## Build RAG Locally on Personal PC with DeepSeek R1-1.5B Model

RAG PDF Dataset: https://github.com/laxmimerit/rag-dataset

![image.png](attachment:image.png)

In [1]:
# pip install -U langchain-community faiss-cpu langchain-huggingface pymupdf tiktoken langchain-ollama python-dotenv

In [90]:
# Environment setup
os.environ['KMP_DUPLICATE_LIB_OK'] = 'True'
warnings.filterwarnings("ignore")
load_dotenv()

True

In [91]:
import os
import warnings
from dotenv import load_dotenv
from docling.document_converter import DocumentConverter
from pathlib import Path
from langchain_text_splitters import MarkdownHeaderTextSplitter
from langchain_ollama import OllamaEmbeddings
import faiss
from langchain_community.vectorstores import FAISS
from langchain_community.docstore.in_memory import InMemoryDocstore
from langchain import hub
from langchain_core.output_parsers import StrOutputParser
from langchain_core.runnables import RunnablePassthrough
from langchain_core.prompts import ChatPromptTemplate
from langchain_ollama import ChatOllama


In [92]:

# Document conversion
def load_and_convert_document(file_path):
    converter = DocumentConverter()
    result = converter.convert(file_path)
    return result.document.export_to_markdown()
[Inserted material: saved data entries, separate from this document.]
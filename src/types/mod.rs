//! Type definitions for Safe accounts and transactions

mod account;
mod operation;
mod transaction;

pub use account::{PendingSafe, SafeAccountConfig};
pub use operation::Operation;
pub use transaction::{SafeTransaction, SafeTxParams, SignatureSet};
# Splitting markdown content into chunks
def get_markdown_splits(markdown_content):
    headers_to_split_on = [("#", "Header 1"), ("##", "Header 2"), ("###", "Header 3")]
    markdown_splitter = MarkdownHeaderTextSplitter(headers_to_split_on, strip_headers=False)
    return markdown_splitter.split_text(markdown_content)

# Embedding and vector store setup
def setup_vector_store(chunks):
    embeddings = OllamaEmbeddings(model='nomic-embed-text', base_url="http://localhost:11434")
    single_vector = embeddings.embed_query("this is some text data")
    index = faiss.IndexFlatL2(len(single_vector))
    vector_store = FAISS(
        embedding_function=embeddings,
        index=index,
        docstore=InMemoryDocstore(),
        index_to_docstore_id={}
    )
    vector_store.add_documents(documents=chunks)
    return vector_store

# Formatting documents for RAG
def format_docs(docs):
    return "\n\n".join([doc.page_content for doc in docs])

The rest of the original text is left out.